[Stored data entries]
┄┄┄┄┄┄
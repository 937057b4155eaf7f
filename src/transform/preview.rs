//! Preview: pass files through and produce a thumbnail of the first one.

use super::{artifact, NodeInput, TransformContext, TransformOutput};
use crate::codec::render_page_to_raster;
use crate::error::NodeError;
use crate::graph::PreviewConfig;
use crate::store::{stem, FileArtifact, FileClass};
use tracing::{debug, warn};

pub(crate) fn preview(
    cfg: &PreviewConfig,
    inputs: &[NodeInput],
    ctx: &TransformContext<'_>,
) -> Result<TransformOutput, NodeError> {
    let files: Vec<FileArtifact> = inputs.iter().flat_map(|i| i.files.iter().cloned()).collect();
    let Some(first) = files.first() else {
        return Err(NodeError::MissingInput(
            inputs.first().map_or_else(|| "no input connected".to_string(), |i| i.source.clone()),
        ));
    };
    let thumbnail = thumbnail(cfg, first, ctx);
    let many = files.len() > 1;
    Ok(TransformOutput {
        files,
        many,
        preview: thumbnail,
    })
}

/// A failed thumbnail never fails the node.
fn thumbnail(
    cfg: &PreviewConfig,
    file: &FileArtifact,
    ctx: &TransformContext<'_>,
) -> Option<FileArtifact> {
    match file.class() {
        FileClass::Image => Some(file.clone()),
        FileClass::Pdf => {
            let page = cfg.page_number.max(1);
            match render_page_to_raster(ctx.renderer, &file.data, page, ctx.preview_scale) {
                Ok(raster) => {
                    debug!(
                        "Preview of '{}' page {} → {}x{}",
                        file.name, page, raster.width, raster.height
                    );
                    let name = format!("{}-preview.png", stem(&file.name));
                    Some(artifact("preview", name, raster.png))
                }
                Err(e) => {
                    warn!("No preview for '{}': {}", file.name, e);
                    None
                }
            }
        }
        FileClass::Text | FileClass::Other => None,
    }
}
┄┄┄┄┄┄
**ASSIGNMENT**:
Your reply must consist solely of the number of lines in the data that contain the word "inputs".

**RESPONSE AREA**:
3